Imagine going back to the first "real" job you ever held, knowing what you now know. I worked at a ladies' apparel shop called Stuart's. Sadly, most of my paycheck went right back into the store - as a young woman, it was very difficult to resist the urge to buy clothing whenever I had a little extra cash. But if I went back, knowing what I know now? I'd be managing that store and we would have the best quarter ever. That particular store has since long closed, as have most of the surrounding stores, except the K-Mart down the road a piece.
If only? A question I have often posed when reflecting on my past life, past work, and past loves. Glad to be where I am now, knowing what I know now. Maybe we should celebrate a coming of age every sixteen years? If that were the case, I will be celebrating my third coming of age birthday in a few weeks. Taking with me what I have learned, and making my next sixteen the best. Good to know and good to share with my daughter as she faces three more years of high school and the rest of her life. "It only gets better..."
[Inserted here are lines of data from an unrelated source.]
//! Silhouette generator.
//!
//! Loads a JSON mesh, runs it through a silhouette worker and writes the
//! resulting mesh (or one mesh per group) as JSON.
//!
//! Logs go to stderr so stdout stays free for results and, in `worker` mode,
//! for the JSON Lines protocol.

mod config;
mod mesh_io;

use anyhow::{Context, Result};
use clap::{Parser, Subcommand, ValueEnum};
use silhouette_worker::{
	run_stdio_worker, GenerateOptions, OutputMode, ProjectionSolver, SilhouetteDispatcher,
};
use std::path::PathBuf;
use tracing_subscriber::{layer::SubscriberExt, util::SubscriberInitExt};

use config::{Config, TransportKind};

/// Silhouette generator for triangle meshes.
#[derive(Parser, Debug)]
#[command(name = "silhouette")]
#[command(about = "Generates ground-plane silhouettes from triangle meshes")]
struct Cli {
	#[command(subcommand)]
	command: Commands,
}

#[derive(Subcommand, Debug)]
enum Commands {
	/// Generate a silhouette from a JSON mesh.
	Generate(GenerateArgs),

	/// Serve jobs over stdin/stdout (started by the process transport).
	Worker,
}

#[derive(clap::Args, Debug)]
struct GenerateArgs {
	/// Input mesh JSON (default: stdin).
	#[arg(short, long)]
	input: Option<PathBuf>,

	/// Output JSON path (default: stdout).
	#[arg(short, long)]
	output: Option<PathBuf>,

	/// Path to configuration TOML file.
	#[arg(short, long)]
	config: Option<PathBuf>,

	/// Output mode, overrides the config file.
	#[arg(short, long, value_enum)]
	mode: Option<ModeArg>,

	/// Run the worker in a child process instead of a thread.
	#[arg(long)]
	process: bool,
}

#[derive(ValueEnum, Clone, Copy, Debug)]
enum ModeArg {
	Single,
	Both,
}

impl From<ModeArg> for OutputMode {
	fn from(mode: ModeArg) -> Self {
		match mode {
			ModeArg::Single => OutputMode::Single,
			ModeArg::Both => OutputMode::Both,
		}
	}
}

fn main() -> Result<()> {
	init_tracing();
	let cli = Cli::parse();

	match cli.command {
		Commands::Worker => run_stdio_worker(ProjectionSolver).context("Stdio worker failed"),
		Commands::Generate(args) => tokio::runtime::Builder::new_current_thread()
			.build()
			.context("Failed to build async runtime")?
			.block_on(generate(args)),
	}
}

fn init_tracing() {
	tracing_subscriber::registry()
		.with(
			tracing_subscriber::EnvFilter::try_from_default_env().unwrap_or_else(|_| "info".into()),
		)
		.with(tracing_subscriber::fmt::layer().with_writer(std::io::stderr))
		.init();
}

async fn generate(args: GenerateArgs) -> Result<()> {
	let config = match &args.config {
		Some(path) => {
			tracing::info!("Loading config from: {}", path.display());
			Config::load(path)?
		}
		None => Config::default(),
	};

	let output = args.mode.map(OutputMode::from).unwrap_or(config.output);
	let transport = if args.process {
		TransportKind::Process
	} else {
		config.transport
	};

	let mesh = mesh_io::read_mesh(args.input.as_deref())?;
	tracing::info!(
		vertices = mesh.vertex_count(),
		triangles = mesh.triangle_count(),
		"Loaded mesh"
	);

	let dispatcher = match transport {
		TransportKind::Thread => SilhouetteDispatcher::create(config.dispatcher_config()),
		TransportKind::Process => SilhouetteDispatcher::spawn_current_exe(),
	}
	.context("Failed to start silhouette worker")?;

	let options = GenerateOptions::new()
		.with_output(output)
		.with_algorithm(config.algorithm_options()?)
		.with_progress(|p| tracing::info!("Progress: {:.0}%", p * 100.0));

	let result = dispatcher
		.generate(mesh, options)
		.context("Failed to submit job")?
		.await
		.context("Silhouette generation failed")?;
	dispatcher.dispose();

	let meshes = result.meshes();
	tracing::info!(
		meshes = meshes.len(),
		triangles = meshes.iter().map(|m| m.triangle_count()).sum::<usize>(),
		"Silhouette generated"
	);

	mesh_io::write_result(&result, args.output.as_deref())?;
	if let Some(path) = &args.output {
		tracing::info!("Output written to: {}", path.display());
	}

	Ok(())
}

/// This executable in worker mode.
#[cfg(test)]
mod tests {
	use super::*;
	use silhouette_worker::constants::WORKER_ARG;

	#[test]
	fn worker_subcommand_matches_process_argument() {
		let cli = Cli::try_parse_from(["silhouette", WORKER_ARG]).unwrap();
		assert!(matches!(cli.command, Commands::Worker));
	}

	#[test]
	fn generate_flags() {
		let cli = Cli::try_parse_from([
			"silhouette",
			"generate",
			"-i",
			"in.json",
			"--mode",
			"both",
			"--process",
		])
		.unwrap();

		let Commands::Generate(args) = cli.command else {
			panic!("Expected generate");
		};
		assert_eq!(args.input, Some(PathBuf::from("in.json")));
		assert!(matches!(args.mode, Some(ModeArg::Both)));
		assert!(args.process);
		assert!(args.output.is_none());
	}

	#[test]
	fn unknown_mode_is_rejected() {
		assert!(Cli::try_parse_from(["silhouette", "generate", "--mode", "all"]).is_err());
	}
}
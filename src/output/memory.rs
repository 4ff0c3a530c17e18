// syn.txt -- a text based synthesizer and audio workstation
// Copyright (C) 2020  Fabian Thorand
//
// This program is free software: you can redistribute it and/or modify
// it under the terms of the GNU General Public License as published by
// the Free Software Foundation.
//
// A copy of the license can be found in the LICENSE file in the root of
// this repository.

//! An audio sink that keeps everything in memory instead of playing it.

use std::cell::RefCell;
use std::io;
use std::rc::Rc;

use log::trace;
use snafu::{ensure, ResultExt};

use super::{AudioLine, AudioSink};
use crate::error::{self, Result};
use crate::wave::PcmFormat;

/// Something that happened to a line opened on a `MemorySink`.
#[derive(Copy, Clone, Debug, PartialEq)]
pub enum LineEvent {
    Open,
    SetPan(f64),
    /// A write of that many bytes.
    Write(usize),
    Drain,
    Stop,
    Close,
}

/// Everything the lines of a `MemorySink` were asked to do.
#[derive(Clone, Debug, Default, PartialEq)]
pub struct Recording {
    pub format: Option<PcmFormat>,
    pub bytes: Vec<u8>,
    pub events: Vec<LineEvent>,
}

impl Recording {
    pub fn pans(&self) -> Vec<f64> {
        self.events
            .iter()
            .filter_map(|e| match e {
                LineEvent::SetPan(pan) => Some(*pan),
                _ => None,
            })
            .collect()
    }
}

#[derive(Debug, Default)]
pub struct MemorySink {
    pan_control: bool,
    unavailable: bool,
    failing_writes: bool,
    recording: Rc<RefCell<Recording>>,
}

impl MemorySink {
    /// A sink whose lines have no pan control.
    pub fn new() -> Self {
        Self::default()
    }

    /// A sink whose lines support pan control.
    pub fn with_pan_control() -> Self {
        Self {
            pan_control: true,
            ..Self::default()
        }
    }

    /// A sink that fails to open any line.
    pub fn unavailable() -> Self {
        Self {
            unavailable: true,
            ..Self::default()
        }
    }

    /// Make every write on lines of this sink fail.
    pub fn failing_writes(mut self) -> Self {
        self.failing_writes = true;
        self
    }

    /// A snapshot of what has been recorded so far.
    pub fn recording(&self) -> Recording {
        self.recording.borrow().clone()
    }
}

impl AudioSink for MemorySink {
    type Line = MemoryLine;

    fn open(&mut self, format: &PcmFormat) -> Result<MemoryLine> {
        if self.unavailable {
            return Err(io::Error::new(io::ErrorKind::NotFound, "no line available"))
                .context(error::DeviceUnavailable { device: "memory" });
        }
        let mut rec = self.recording.borrow_mut();
        rec.format = Some(*format);
        rec.events.push(LineEvent::Open);
        Ok(MemoryLine {
            pan_control: self.pan_control,
            failing_writes: self.failing_writes,
            recording: Rc::clone(&self.recording),
        })
    }
}

pub struct MemoryLine {
    pan_control: bool,
    failing_writes: bool,
    recording: Rc<RefCell<Recording>>,
}

impl MemoryLine {
    fn record(&self, event: LineEvent) {
        trace!("memory line: {:?}", event);
        self.recording.borrow_mut().events.push(event);
    }
}

impl AudioLine for MemoryLine {
    fn has_pan_control(&self) -> bool {
        self.pan_control
    }

    fn set_pan(&mut self, pan: f64) -> Result<()> {
        ensure!(self.pan_control, error::PanUnsupported);
        ensure!(
            (-1.0..=1.0).contains(&pan),
            error::InvalidArgument {
                reason: format!("Pan {} out of range -1.0 - 1.0", pan)
            }
        );
        self.record(LineEvent::SetPan(pan));
        Ok(())
    }

    fn write(&mut self, bytes: &[u8]) -> Result<()> {
        if self.failing_writes {
            return Err(io::Error::new(io::ErrorKind::BrokenPipe, "line is broken"))
                .context(error::LineIo { operation: "write" });
        }
        self.recording.borrow_mut().bytes.extend_from_slice(bytes);
        self.record(LineEvent::Write(bytes.len()));
        Ok(())
    }

    fn drain(&mut self) -> Result<()> {
        self.record(LineEvent::Drain);
        Ok(())
    }

    fn stop(&mut self) -> Result<()> {
        self.record(LineEvent::Stop);
        Ok(())
    }

    fn close(self) -> Result<()> {
        self.record(LineEvent::Close);
        Ok(())
    }
}

#[cfg(test)]
mod tests {
    use super::*;
    use crate::error::ToneError;

    #[test]
    fn records_format_and_bytes() {
        let mut sink = MemorySink::with_pan_control();
        let mut line = sink.open(&PcmFormat::default()).unwrap();
        line.set_pan(0.5).unwrap();
        line.write(&[1, 2]).unwrap();
        line.write(&[3]).unwrap();
        line.close().unwrap();

        let rec = sink.recording();
        assert_eq!(rec.format, Some(PcmFormat::default()));
        assert_eq!(rec.bytes, vec![1, 2, 3]);
        assert_eq!(rec.pans(), vec![0.5]);
    }

    #[test]
    fn pan_out_of_range() {
        let mut sink = MemorySink::with_pan_control();
        let mut line = sink.open(&PcmFormat::default()).unwrap();
        assert!(matches!(
            line.set_pan(1.5),
            Err(ToneError::InvalidArgument { .. })
        ));
        assert!(sink.recording().pans().is_empty());
    }
}
// syn.txt -- a text based synthesizer and audio workstation
// Copyright (C) 2020  Fabian Thorand
//
// This program is free software: you can redistribute it and/or modify
// it under the terms of the GNU General Public License as published by
// the Free Software Foundation.
//
// A copy of the license can be found in the LICENSE file in the root of
// this repository.

//! `tone` - plays a test tone on the left speaker, then on the right one.

use std::path::PathBuf;
use std::time::Instant;

use log::{error, info};
use structopt::StructOpt;

use syntxt_tone::output::{with_line, SoxSink, SoxTarget};
use syntxt_tone::{Channel, PcmFormat, Result, Tone};

#[derive(Debug, StructOpt)]
#[structopt(name = "tone", about = "Playing a test tone on each speaker")]
struct Opt {
    #[structopt(short = "v", long = "verbose", parse(from_occurrences))]
    verbose: usize,

    /// Output file (any sox-supported format). The tones are played directly if not given.
    #[structopt(short, long, parse(from_os_str))]
    output: Option<PathBuf>,

    /// Frequency of the tone in Hz.
    #[structopt(long, default_value = "400")]
    frequency: i32,

    /// Length of each tone in milliseconds.
    #[structopt(long, default_value = "2000")]
    duration: i32,

    /// Volume of the tone, between 0.0 and 1.0.
    #[structopt(long, default_value = "0.5")]
    volume: f64,

    /// Length of the silence around the tones in milliseconds.
    #[structopt(long, default_value = "1000")]
    silence: i32,
}

fn main() {
    let opt = Opt::from_args();

    let level = match opt.verbose {
        0 => log::Level::Info,
        1 => log::Level::Debug,
        _ => log::Level::Trace,
    };
    simple_logger::init_with_level(level).unwrap();

    if let Err(err) = run(&opt) {
        error!("{}", err);
        std::process::exit(1);
    }
}

fn run(opt: &Opt) -> Result<()> {
    let left = Tone::new(opt.frequency, opt.duration, opt.volume, Channel::Left)?;
    let right = Tone::new(opt.frequency, opt.duration, opt.volume, Channel::Right)?;

    let target = match &opt.output {
        None => SoxTarget::Play,
        Some(path) => SoxTarget::File(path.clone()),
    };
    let mut sink = SoxSink::new(target);

    with_line(&mut sink, &PcmFormat::default(), |line| {
        info!("Playing left");
        let start = Instant::now();
        left.play_silence(line, opt.silence)?;
        left.play(line)?;
        left.play_silence(line, opt.silence)?;
        info!("Finished left after {} ms", start.elapsed().as_millis());

        info!("Playing right");
        right.play(line)?;
        right.play_silence(line, opt.silence)?;
        info!("Finished right");
        Ok(())
    })?;

    info!("Finished drain and close");
    Ok(())
}
// syn.txt -- a text based synthesizer and audio workstation
// Copyright (C) 2020  Fabian Thorand
//
// This program is free software: you can redistribute it and/or modify
// it under the terms of the GNU General Public License as published by
// the Free Software Foundation.
//
// A copy of the license can be found in the LICENSE file in the root of
// this repository.

//! Precomputed test tones as raw 8-bit stereo PCM, and a small abstraction
//! over the audio lines they are played on.

// modules for making sounds
pub mod envelope;
pub mod tone;
pub mod wave;

// Getting sound out
pub mod error;
pub mod output;

pub use error::{Result, ToneError};
pub use tone::{play_silence, silence, Tone, ToneSpec};
pub use wave::{Channel, PcmFormat, SampleBuffer, SAMPLE_RATE};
Yes, we face struggles and yes, there have been difficult times, and there will be more, to be sure. But every day that passes, our knowledge and level of experience deepens. I like to think of my "life" as a resume. Everything that happens, every triumph I conquer, every goal I reach puts me in a different wage bracket, increases my level of experience, expands my skill set, and proves I can do the job of life, and I'm darn good at it.
I guess I'm just wondering who I go to for a raise?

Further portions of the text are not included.